A nurse is reinforcing teaching with a client about relationship development. The nurse should explain that, according to Erikson, establishing relationships with commitment is a primary task of which of the following stages of psychosocial development?
- A. Generativity versus stagnation
- B. Identity versus role diffusion
- C. Intimacy versus isolation
- D. Trust versus mistrust
Correct Answer: C
Rationale: The correct answer is C: Intimacy versus isolation. During the stage of Intimacy versus isolation in Erikson's psychosocial development theory, individuals focus on forming deep, meaningful relationships and developing a sense of commitment to others. This stage typically occurs in young adulthood. By establishing relationships with commitment, individuals achieve intimacy and avoid feelings of isolation.
A: Generativity versus stagnation focuses on contributing to society and future generations.
B: Identity versus role diffusion involves developing a sense of self and a coherent identity.
D: Trust versus mistrust occurs in infancy and is about developing a sense of trust in the world.
Overall, C is the correct choice as it aligns most closely with the task of establishing relationships with commitment.
A nurse is caring for a client who practices Orthodox Judaism. The nurse should identify that which of the following foods together on the same dinner tray violates the client's religious practices?
- A. Kosher roast beef and ice cream
- B. Carrot sticks and cottage cheese
- C. Macaroni and cheese
- D. Kosher chicken breast and boiled potatoes
Correct Answer: A
Rationale: The correct answer is A: Kosher roast beef and ice cream. In Orthodox Judaism, meat and dairy products cannot be consumed together. Kosher laws prohibit mixing meat and dairy in the same meal or on the same plate to maintain dietary restrictions. Choices B, C, and D do not violate this rule as they do not mix meat and dairy products. Carrot sticks and cottage cheese (B), macaroni and cheese (C), and kosher chicken breast and boiled potatoes (D) are all permissible combinations in Orthodox Judaism.
A nurse is assisting with the admission of a client who is about to have elective surgery. The client tells the nurse she feels anxious. Which of the following responses should the nurse make?
- A. You have nothing to worry about.
- B. Others who have had this procedure have had great results.
- C. Tell me more about your concerns.
- D. Why are you feeling so anxious?
Correct Answer: C
Rationale: The correct response is C: "Tell me more about your concerns." This is the best response because it shows active listening and empathy towards the client's feelings. By encouraging the client to express their concerns, the nurse can address specific fears or worries, providing reassurance and support tailored to the individual's needs. This open-ended question allows the client to share their feelings, leading to better communication and trust between the nurse and client.
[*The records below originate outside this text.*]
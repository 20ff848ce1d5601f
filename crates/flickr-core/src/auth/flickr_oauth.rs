//! ============================================================================
//! Flickr OAuth 1.0a Three-Legged Flow
//! ============================================================================
//! request token -> user authorizes in a browser -> verifier -> access token.
//! The verifier comes from outside (an interactive prompt); this module only
//! validates and consumes it.
//! ============================================================================

use std::sync::Arc;

use tracing::{debug, info, warn};

use super::signature::{self, percent_encode, SignatureParams};
use crate::config::ApiEndpoints;
use crate::transport::{HttpRequest, HttpTransport};
use crate::types::{Credentials, FlickrError};

/// Permission level requested at the authorize step
const PERMS: &str = "read";

/// Out-of-band callback: the service shows the verifier to the user
const OOB_CALLBACK: &str = "oob";

/// Request token pair, valid between the request-token and access-token calls
#[derive(Clone, PartialEq, Eq)]
pub struct RequestTokenSession {
    pub request_token: String,
    pub request_token_secret: String,
}

impl std::fmt::Debug for RequestTokenSession {
    fn fmt(&self, f: &mut std::fmt::Formatter<'_>) -> std::fmt::Result {
        f.debug_struct("RequestTokenSession")
            .field("request_token", &self.request_token)
            .field("request_token_secret", &"<redacted>")
            .finish()
    }
}

/// Where the handshake currently stands
#[derive(Debug, Clone, PartialEq, Eq)]
pub enum AuthState {
    Unauthenticated,
    RequestTokenObtained(RequestTokenSession),
    AccessTokenObtained,
}

/// Drives the three-legged handshake for one consumer key/secret
pub struct FlickrOAuth {
    consumer_key: String,
    consumer_secret: String,
    endpoints: ApiEndpoints,
    transport: Arc<dyn HttpTransport>,
    state: AuthState,
}

impl FlickrOAuth {
    /// Create an authenticator for the application identified by `credentials`.
    /// Any access token already present is ignored.
    pub fn new(
        credentials: &Credentials,
        endpoints: ApiEndpoints,
        transport: Arc<dyn HttpTransport>,
    ) -> Result<Self, FlickrError> {
        credentials.validate()?;

        Ok(Self {
            consumer_key: credentials.consumer_key.clone(),
            consumer_secret: credentials.consumer_secret.clone(),
            endpoints,
            transport,
            state: AuthState::Unauthenticated,
        })
    }

    pub fn state(&self) -> &AuthState {
        &self.state
    }

    /// Step 1: obtain a request token
    pub async fn obtain_request_token(&mut self) -> Result<RequestTokenSession, FlickrError> {
        info!("Requesting OAuth request token");

        let mut params = signature::oauth_params(&self.consumer_key, None);
        params.insert("oauth_callback".to_string(), OOB_CALLBACK.to_string());

        let (token, token_secret) = self
            .signed_token_call("request_token", &self.endpoints.request_token, params, "")
            .await?;

        debug!("Obtained request token {}", token);
        let session = RequestTokenSession {
            request_token: token,
            request_token_secret: token_secret,
        };
        self.state = AuthState::RequestTokenObtained(session.clone());

        Ok(session)
    }

    /// Step 2: URL the user opens to grant read access. No network call.
    pub fn authorization_url(&self) -> Result<String, FlickrError> {
        let session = self.session().ok_or_else(|| {
            FlickrError::Usage("a request token must be obtained before authorizing".to_string())
        })?;

        Ok(format!(
            "{}?oauth_token={}&perms={}",
            self.endpoints.authorize,
            percent_encode(&session.request_token),
            PERMS
        ))
    }

    /// Step 3: trade the user-supplied verifier for a long-lived access token.
    ///
    /// Returns new credentials; the request token session is discarded
    /// whether the exchange succeeds or the service rejects the verifier.
    pub async fn exchange_verifier(&mut self, verifier: &str) -> Result<Credentials, FlickrError> {
        let verifier = verifier.trim();
        if verifier.is_empty() {
            return Err(FlickrError::Input("verification code is required".to_string()));
        }

        let session = self.session().cloned().ok_or_else(|| {
            FlickrError::Input("no request token is pending; restart authorization".to_string())
        })?;

        info!("Exchanging verifier for access token");

        let mut params =
            signature::oauth_params(&self.consumer_key, Some(&session.request_token));
        params.insert("oauth_verifier".to_string(), verifier.to_string());

        let result = self
            .signed_token_call(
                "access_token",
                &self.endpoints.access_token,
                params,
                &session.request_token_secret,
            )
            .await;

        match result {
            Ok((token, token_secret)) => {
                self.state = AuthState::AccessTokenObtained;
                info!("Authentication successful");
                Ok(Credentials::new(&self.consumer_key, &self.consumer_secret)
                    .with_access_token(token, token_secret))
            }
            Err(e) => {
                warn!("Access token exchange failed, discarding request token");
                self.state = AuthState::Unauthenticated;
                Err(e)
            }
        }
    }

    fn session(&self) -> Option<&RequestTokenSession> {
        match &self.state {
            AuthState::RequestTokenObtained(session) => Some(session),
            _ => None,
        }
    }

    /// Sign a GET to a token endpoint and parse `oauth_token`/`oauth_token_secret`
    async fn signed_token_call(
        &self,
        step: &'static str,
        url: &str,
        mut params: SignatureParams,
        token_secret: &str,
    ) -> Result<(String, String), FlickrError> {
        let signature = signature::sign("GET", url, &params, &self.consumer_secret, token_secret)?;
        params.insert("oauth_signature".to_string(), signature);

        let mut request = HttpRequest::get(url);
        request.authorization = Some(signature::authorization_header(&params));

        let response = self.transport.get(request).await?;

        if response.status != 200 {
            return Err(FlickrError::AuthProtocol {
                step,
                detail: format!("request failed with status {}", response.status),
            });
        }

        parse_token_response(&response.body).ok_or_else(|| FlickrError::AuthProtocol {
            step,
            detail: format!("token missing from response: {}", response.body.trim()),
        })
    }
}

/// Pull the token pair out of an `application/x-www-form-urlencoded` body
fn parse_token_response(body: &str) -> Option<(String, String)> {
    let mut token = None;
    let mut secret = None;

    for (key, value) in url::form_urlencoded::parse(body.trim().as_bytes()) {
        match key.as_ref() {
            "oauth_token" => token = Some(value.into_owned()),
            "oauth_token_secret" => secret = Some(value.into_owned()),
            _ => {}
        }
    }

    match (token, secret) {
        (Some(t), Some(s)) if !t.is_empty() && !s.is_empty() => Some((t, s)),
        _ => None,
    }
}
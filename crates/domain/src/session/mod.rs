//! Session lifecycle: who is signed in and what that means for the stores.

mod auth;
mod bridge;

pub use auth::{AuthEvent, AuthSession, InMemoryAuthSession, UserProfile};
pub use bridge::{SessionBridge, SessionStart};
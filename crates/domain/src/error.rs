//! Domain error types.

use common::ProductId;
use thiserror::Error;

/// Errors that can occur during cart operations.
#[derive(Debug, Clone, PartialEq, Eq, Error)]
pub enum CartError {
    /// The product cannot be put in a cart (missing or inconsistent pricing,
    /// unknown id, out of stock). The cart is left unchanged.
    #[error("Invalid product {product_id}: {reason}")]
    InvalidProduct {
        product_id: ProductId,
        reason: String,
    },

    /// Quantities added to a cart must be at least one.
    #[error("Invalid quantity: {quantity} (must be greater than 0)")]
    InvalidQuantity { quantity: u32 },
}

impl CartError {
    /// Builds an `InvalidProduct` error for `product_id`.
    pub fn invalid_product(product_id: &ProductId, reason: impl Into<String>) -> Self {
        CartError::InvalidProduct {
            product_id: product_id.clone(),
            reason: reason.into(),
        }
    }
}

/// Errors reported by a product catalog.
#[derive(Debug, Clone, PartialEq, Eq, Error)]
pub enum CatalogError {
    /// The catalog could not be reached.
    #[error("Catalog unavailable: {0}")]
    Unavailable(String),
}
use std::sync::{Arc, PoisonError, RwLock};

use common::SessionIdentity;
use serde::Serialize;

use crate::{Result, SessionSnapshot, StorageAdapter};

/// Loads and saves session snapshots for the active identity.
///
/// Clones share both the storage backend and the active identity, so the
/// cart store, the wishlist store and the session bridge all see an identity
/// switch at the same moment.
#[derive(Clone)]
pub struct PersistenceAdapter {
    storage: Arc<dyn StorageAdapter>,
    identity: Arc<RwLock<SessionIdentity>>,
}

impl std::fmt::Debug for PersistenceAdapter {
    fn fmt(&self, f: &mut std::fmt::Formatter<'_>) -> std::fmt::Result {
        f.debug_struct("PersistenceAdapter")
            .field("identity", &self.identity())
            .finish_non_exhaustive()
    }
}

impl PersistenceAdapter {
    /// Creates an adapter scoped to `identity`.
    pub fn new(storage: Arc<dyn StorageAdapter>, identity: SessionIdentity) -> Self {
        Self {
            storage,
            identity: Arc::new(RwLock::new(identity)),
        }
    }

    /// Returns the identity snapshots are currently scoped to.
    pub fn identity(&self) -> SessionIdentity {
        self.identity
            .read()
            .unwrap_or_else(PoisonError::into_inner)
            .clone()
    }

    /// Rescopes all subsequent operations to `identity`.
    pub fn set_identity(&self, identity: SessionIdentity) {
        tracing::debug!(%identity, "persistence rescoped");
        *self.identity.write().unwrap_or_else(PoisonError::into_inner) = identity;
    }

    /// Loads the active identity's snapshot.
    ///
    /// Returns `Ok(None)` when nothing was stored and a corrupted error when
    /// the stored blob cannot be decoded.
    pub fn load(&self) -> Result<Option<SessionSnapshot>> {
        self.load_for(&self.identity())
    }

    /// Loads the snapshot stored for a specific identity.
    pub fn load_for(&self, identity: &SessionIdentity) -> Result<Option<SessionSnapshot>> {
        let key = identity.storage_key();
        let Some(blob) = self.storage.get(&key)? else {
            return Ok(None);
        };

        match SessionSnapshot::decode(&key, &blob) {
            Ok(snapshot) => Ok(Some(snapshot)),
            Err(e) => {
                metrics::counter!("persistence_corrupted_total").increment(1);
                Err(e)
            }
        }
    }

    /// Writes a full snapshot under the active identity.
    pub fn save(&self, snapshot: &SessionSnapshot) -> Result<()> {
        let key = self.identity().storage_key();
        self.storage.set(&key, &snapshot.encode()?)
    }

    /// Replaces one section of the active identity's snapshot.
    ///
    /// Other sections are preserved. An unreadable existing snapshot is
    /// replaced rather than propagated, since the caller holds the
    /// authoritative in-memory state.
    pub fn save_section<T: Serialize>(&self, name: &str, state: &T) -> Result<()> {
        let identity = self.identity();
        let mut snapshot = match self.load_for(&identity) {
            Ok(Some(existing)) => existing,
            Ok(None) => SessionSnapshot::new(identity.clone()),
            Err(e) if e.is_corrupted() => {
                tracing::warn!(error = %e, %identity, "overwriting unreadable snapshot");
                SessionSnapshot::new(identity.clone())
            }
            Err(e) => return Err(e),
        };
        snapshot.identity = identity;
        snapshot.set_section(name, state)?;
        self.save(&snapshot)
    }

    /// Removes the active identity's snapshot.
    pub fn clear(&self) -> Result<()> {
        self.clear_for(&self.identity())
    }

    /// Removes the snapshot stored for a specific identity.
    pub fn clear_for(&self, identity: &SessionIdentity) -> Result<()> {
        self.storage.clear(&identity.storage_key())
    }
}
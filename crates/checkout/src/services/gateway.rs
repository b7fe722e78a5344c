//! Payment gateway loader trait and in-memory implementation.
//!
//! Only the availability of the payment resource matters to checkout;
//! settlement happens outside this system.

use std::sync::{Arc, PoisonError, RwLock};
use std::time::Duration;

use async_trait::async_trait;
use thiserror::Error;

/// Errors returned while loading the payment resource.
#[derive(Debug, Clone, PartialEq, Eq, Error)]
pub enum GatewayError {
    #[error("failed to load payment resource: {0}")]
    LoadFailed(String),
}

/// Trait for making the payment resource available.
#[async_trait]
pub trait PaymentGatewayLoader: Send + Sync {
    /// Loads the payment resource if needed.
    async fn ensure_available(&self) -> Result<(), GatewayError>;
}

#[async_trait]
impl<T: PaymentGatewayLoader + ?Sized> PaymentGatewayLoader for Arc<T> {
    async fn ensure_available(&self) -> Result<(), GatewayError> {
        (**self).ensure_available().await
    }
}

#[derive(Debug, Default)]
struct InMemoryGatewayState {
    loads: usize,
    fail_on_load: bool,
    delay: Duration,
}

/// In-memory gateway loader for testing and the demo storefront.
#[derive(Debug, Clone, Default)]
pub struct InMemoryGatewayLoader {
    state: Arc<RwLock<InMemoryGatewayState>>,
}

impl InMemoryGatewayLoader {
    /// Creates a loader that always succeeds.
    pub fn new() -> Self {
        Self::default()
    }

    /// Configures the loader to fail.
    pub fn set_fail_on_load(&self, fail: bool) {
        self.state
            .write()
            .unwrap_or_else(PoisonError::into_inner)
            .fail_on_load = fail;
    }

    /// Makes every load wait `delay` before answering.
    pub fn set_delay(&self, delay: Duration) {
        self.state
            .write()
            .unwrap_or_else(PoisonError::into_inner)
            .delay = delay;
    }

    /// Returns how many loads were attempted.
    pub fn load_count(&self) -> usize {
        self.state
            .read()
            .unwrap_or_else(PoisonError::into_inner)
            .loads
    }
}

#[async_trait]
impl PaymentGatewayLoader for InMemoryGatewayLoader {
    async fn ensure_available(&self) -> Result<(), GatewayError> {
        let (delay, fail) = {
            let mut state = self.state.write().unwrap_or_else(PoisonError::into_inner);
            state.loads += 1;
            (state.delay, state.fail_on_load)
        };
        if !delay.is_zero() {
            tokio::time::sleep(delay).await;
        }
        if fail {
            return Err(GatewayError::LoadFailed(
                "payment script did not load".to_string(),
            ));
        }
        Ok(())
    }
}
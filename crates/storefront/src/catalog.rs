//! Seed catalog for the command shell.

use common::Money;
use domain::{InMemoryCatalog, Product};

/// Returns a small apparel catalog with one product out of stock.
pub fn demo_catalog() -> InMemoryCatalog {
    InMemoryCatalog::with_products([
        Product::new(
            "men-kurta-01",
            "Cotton Straight Kurta",
            Money::from_rupees(899),
            Money::from_rupees(1499),
        )
        .with_category("Men", 1)
        .with_image("images/men-kurta-01.jpg"),
        Product::new(
            "men-shirt-02",
            "Linen Casual Shirt",
            Money::from_rupees(1299),
            Money::from_rupees(1299),
        )
        .with_category("Men", 1)
        .with_image("images/men-shirt-02.jpg"),
        Product::new(
            "women-saree-01",
            "Banarasi Silk Saree",
            Money::from_rupees(4999),
            Money::from_rupees(7999),
        )
        .with_category("Women", 2)
        .with_image("images/women-saree-01.jpg"),
        Product::new(
            "women-dupatta-03",
            "Printed Chiffon Dupatta",
            Money::from_rupees(349),
            Money::from_rupees(599),
        )
        .with_category("Women", 2)
        .with_image("images/women-dupatta-03.jpg"),
        Product::new(
            "kids-set-01",
            "Festive Kurta Pyjama Set",
            Money::from_rupees(749),
            Money::from_rupees(999),
        )
        .with_category("Kids", 3)
        .with_image("images/kids-set-01.jpg")
        .out_of_stock(),
    ])
}
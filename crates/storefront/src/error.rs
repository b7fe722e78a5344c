//! Storefront error types.

use checkout::CheckoutError;
use common::ProductId;
use domain::{CartError, CatalogError};
use persistence::PersistenceError;
use thiserror::Error;

/// Errors surfaced to the shopper by the storefront.
#[derive(Debug, Error)]
pub enum StorefrontError {
    /// Checkout needs a signed-in user.
    #[error("Please log in to check out")]
    NotAuthenticated,

    /// The product is not on the wishlist.
    #[error("Product {0} is not on the wishlist")]
    NotInWishlist(ProductId),

    /// No checkout has been started.
    #[error("No checkout in progress")]
    NoCheckout,

    #[error(transparent)]
    Cart(#[from] CartError),

    #[error(transparent)]
    Catalog(#[from] CatalogError),

    #[error(transparent)]
    Checkout(#[from] CheckoutError),

    #[error("Storage error: {0}")]
    Persistence(#[from] PersistenceError),
}

/// Convenience type alias for storefront results.
pub type Result<T> = std::result::Result<T, StorefrontError>;
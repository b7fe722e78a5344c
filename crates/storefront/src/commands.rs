//! Line-oriented command shell over a [`Storefront`].

use std::fmt::Write as _;
use std::str::FromStr;

use checkout::{CheckoutView, PaymentMethod, ShippingAddress};
use common::ProductId;
use domain::{CartView, Product, UserProfile, WishlistOutcome, WishlistView};
use thiserror::Error;

use crate::Storefront;
use crate::error::Result;

/// Usage text printed by `help` and after unknown commands.
pub const HELP: &str = "\
commands:
  products                         list the catalog
  add <id> [qty]                   add a product to the cart
  qty <id> <n>                     set a line's quantity (0 removes it)
  remove <id>                      remove a line
  cart                             show the cart
  wish <id>                        save a product to the wishlist
  unwish <id>                      remove a product from the wishlist
  wishlist                         show the wishlist
  move <id>                        move a saved product to the cart
  login <user> [name] [phone]      sign in
  logout                           sign out and clear the session
  checkout                         start checkout
  address a|b|c|d|e|f              fullName|phone|street|city|state|postalCode
  pay gateway|cod                  choose the payment method
  edit                             go back to the address step
  submit                           place the order
  abandon                          leave checkout
  orders                           list your orders
  metrics                          show metrics
  help                             show this text
  quit                             exit";

/// A parsed shell command.
#[derive(Debug, Clone, PartialEq, Eq)]
pub enum Command {
    Products,
    Add { product_id: ProductId, quantity: u32 },
    Quantity { product_id: ProductId, quantity: u32 },
    Remove(ProductId),
    Cart,
    Wish(ProductId),
    Unwish(ProductId),
    Wishlist,
    Move(ProductId),
    Login(UserProfile),
    Logout,
    Checkout,
    Address(ShippingAddress),
    Pay(PaymentMethod),
    Edit,
    Submit,
    Abandon,
    Orders,
    Metrics,
    Help,
    Quit,
}

/// Errors from parsing a command line.
#[derive(Debug, Clone, PartialEq, Eq, Error)]
pub enum ParseError {
    #[error("unknown command '{0}'")]
    Unknown(String),

    #[error("usage: {0}")]
    Usage(&'static str),
}

impl FromStr for Command {
    type Err = ParseError;

    fn from_str(line: &str) -> std::result::Result<Self, Self::Err> {
        let line = line.trim();
        let (name, rest) = line.split_once(char::is_whitespace).unwrap_or((line, ""));
        let rest = rest.trim();
        let args: Vec<&str> = rest.split_whitespace().collect();

        let id = |usage: &'static str| {
            args.first()
                .map(|id| ProductId::new(*id))
                .ok_or(ParseError::Usage(usage))
        };
        let number = |arg: Option<&&str>, usage: &'static str| {
            arg.and_then(|n| n.parse::<u32>().ok())
                .ok_or(ParseError::Usage(usage))
        };

        let command = match name.to_ascii_lowercase().as_str() {
            "products" => Command::Products,
            "add" => {
                let usage = "add <id> [qty]";
                Command::Add {
                    product_id: id(usage)?,
                    quantity: match args.get(1) {
                        Some(_) => number(args.get(1), usage)?,
                        None => 1,
                    },
                }
            }
            "qty" => {
                let usage = "qty <id> <n>";
                Command::Quantity {
                    product_id: id(usage)?,
                    quantity: number(args.get(1), usage)?,
                }
            }
            "remove" => Command::Remove(id("remove <id>")?),
            "cart" => Command::Cart,
            "wish" => Command::Wish(id("wish <id>")?),
            "unwish" => Command::Unwish(id("unwish <id>")?),
            "wishlist" => Command::Wishlist,
            "move" => Command::Move(id("move <id>")?),
            "login" => {
                let user = *args
                    .first()
                    .ok_or(ParseError::Usage("login <user> [name] [phone]"))?;
                let name = args.get(1).copied().unwrap_or(user);
                let mut profile = UserProfile::new(user, name);
                if let Some(phone) = args.get(2) {
                    profile = profile.with_phone(*phone);
                }
                Command::Login(profile)
            }
            "logout" => Command::Logout,
            "checkout" => Command::Checkout,
            "address" => Command::Address(ShippingAddress::parse_pipe_separated(rest)),
            "pay" => Command::Pay(
                args.first()
                    .and_then(|m| m.parse().ok())
                    .ok_or(ParseError::Usage("pay gateway|cod"))?,
            ),
            "edit" => Command::Edit,
            "submit" => Command::Submit,
            "abandon" => Command::Abandon,
            "orders" => Command::Orders,
            "metrics" => Command::Metrics,
            "help" | "?" => Command::Help,
            "quit" | "exit" => Command::Quit,
            other => return Err(ParseError::Unknown(other.to_string())),
        };
        Ok(command)
    }
}

/// Runs `command` against `storefront` and returns what to print.
///
/// `metrics`, `help` and `quit` are handled by the shell itself and only
/// return their usage text here.
pub async fn execute(storefront: &mut Storefront, command: Command) -> Result<String> {
    let output = match command {
        Command::Products => render_products(&storefront.products().await?),
        Command::Add {
            product_id,
            quantity,
        } => {
            let line = storefront.add_to_cart(&product_id, quantity).await?;
            format!(
                "added {} (now {} in cart)\n{}",
                line.name,
                line.quantity,
                render_cart(&storefront.cart())
            )
        }
        Command::Quantity {
            product_id,
            quantity,
        } => {
            if storefront.set_quantity(&product_id, quantity) {
                render_cart(&storefront.cart())
            } else {
                format!("{product_id} is not in the cart")
            }
        }
        Command::Remove(product_id) => {
            if storefront.remove_from_cart(&product_id) {
                render_cart(&storefront.cart())
            } else {
                format!("{product_id} is not in the cart")
            }
        }
        Command::Cart => render_cart(&storefront.cart()),
        Command::Wish(product_id) => match storefront.toggle_wishlist(&product_id).await? {
            WishlistOutcome::Added => format!("saved {product_id} to the wishlist"),
            WishlistOutcome::AlreadyPresent => format!("{product_id} is already in the wishlist"),
        },
        Command::Unwish(product_id) => {
            if storefront.remove_from_wishlist(&product_id) {
                format!("removed {product_id} from the wishlist")
            } else {
                format!("{product_id} is not in the wishlist")
            }
        }
        Command::Wishlist => render_wishlist(&storefront.wishlist()),
        Command::Move(product_id) => {
            let line = storefront.move_to_cart(&product_id).await?;
            format!("moved {} to the cart", line.name)
        }
        Command::Login(profile) => {
            let name = profile.name.clone();
            storefront.login(profile);
            format!("welcome, {name}\n{}", render_cart(&storefront.cart()))
        }
        Command::Logout => {
            storefront.logout();
            "logged out".to_string()
        }
        Command::Checkout => {
            let checkout = storefront.start_checkout()?;
            render_checkout(&checkout.view())
        }
        Command::Address(address) => {
            let checkout = storefront.checkout()?;
            checkout.advance_address(address)?;
            render_checkout(&checkout.view())
        }
        Command::Pay(method) => {
            let checkout = storefront.checkout()?;
            checkout.set_payment_method(method)?;
            render_checkout(&checkout.view())
        }
        Command::Edit => {
            let checkout = storefront.checkout()?;
            checkout.edit_address()?;
            render_checkout(&checkout.view())
        }
        Command::Submit => {
            let checkout = storefront.checkout()?;
            let order_id = checkout.submit().await?;
            format!("order {order_id} placed\n{}", render_checkout(&checkout.view()))
        }
        Command::Abandon => {
            storefront.abandon_checkout();
            "checkout abandoned; your cart is unchanged".to_string()
        }
        Command::Orders => {
            let orders = storefront.orders();
            if orders.is_empty() {
                "no orders yet".to_string()
            } else {
                let mut out = String::new();
                for order in orders {
                    let _ = writeln!(
                        out,
                        "{}  {}  {} items  {}  {}",
                        order.id,
                        order.placed_at.format("%Y-%m-%d %H:%M"),
                        order.totals.count,
                        order.totals.total,
                        order.payment_method
                    );
                }
                out.trim_end().to_string()
            }
        }
        Command::Metrics | Command::Help | Command::Quit => HELP.to_string(),
    };
    Ok(output)
}

fn render_products(products: &[Product]) -> String {
    let mut out = String::new();
    for p in products {
        let price = p
            .price
            .map(|m| m.to_string())
            .unwrap_or_else(|| "-".to_string());
        let stock = if p.in_stock { "" } else { "  (out of stock)" };
        let _ = writeln!(
            out,
            "{:<18} {:<28} {:>12}  {}% off{}",
            p.id, p.name, price, p.discount_percent, stock
        );
    }
    out.trim_end().to_string()
}

/// Renders the cart with its totals.
pub fn render_cart(cart: &CartView) -> String {
    if cart.is_empty() {
        return "cart is empty".to_string();
    }
    let mut out = String::new();
    for line in &cart.items {
        let _ = writeln!(
            out,
            "{:<18} {:<28} {:>3} x {:>10} = {:>12}",
            line.product_id,
            line.name,
            line.quantity,
            line.unit_price,
            line.line_total()
        );
    }
    let _ = write!(
        out,
        "items: {}  total: {}  you save: {}",
        cart.count, cart.total, cart.savings
    );
    out
}

fn render_wishlist(wishlist: &WishlistView) -> String {
    if wishlist.entries.is_empty() {
        return "wishlist is empty".to_string();
    }
    let mut out = String::new();
    for entry in &wishlist.entries {
        let _ = writeln!(out, "{:<18} {}", entry.product_id(), entry.product.name);
    }
    out.trim_end().to_string()
}

fn render_checkout(view: &CheckoutView) -> String {
    let mut out = format!("step: {}", view.step);
    if view.step.can_submit() || view.step.is_terminal() {
        let _ = write!(out, "\nship to: {}", view.address);
        let _ = write!(out, "\npayment: {}", view.payment_method);
    } else {
        let filled: Vec<_> = checkout::AddressField::ALL
            .iter()
            .filter(|f| !view.address.field(**f).is_empty())
            .map(|f| format!("{f}={}", view.address.field(*f)))
            .collect();
        if !filled.is_empty() {
            let _ = write!(out, "\naddress so far: {}", filled.join(", "));
        }
    }
    if let Some(totals) = &view.totals {
        let _ = write!(out, "\ntotal: {}", totals.total);
    }
    if let Some(order_id) = &view.order_id {
        let _ = write!(out, "\norder: {order_id}");
    }
    out
}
Other choices are incorrect because:
A: "You have nothing to worry about." is dismissive and does not acknowledge the client's feelings.
B: "Others who have had this procedure have had great results." may minimize the client's anxiety and not address their specific concerns.
D: "Why are you feeling so anxious?" is a closed-ended question that may put the client on the spot and not facilitate open communication.
A nurse is caring for a client whose partner asks to speak with the nurse. The client's partner relates that she is concerned because her partner abuses alcohol and has difficulty maintaining employment. Which of the following responses should the nurse make?
- A. If I were you, I would contact a support group.
- B. I'm so sorry to hear about this.
- C. I suggest you talk with the hospital chaplain about your concern.
- D. What have you done in the past to cope with this issue?
Correct Answer: D
Rationale: Exploring the partner's past coping strategies encourages problem-solving and emotional support.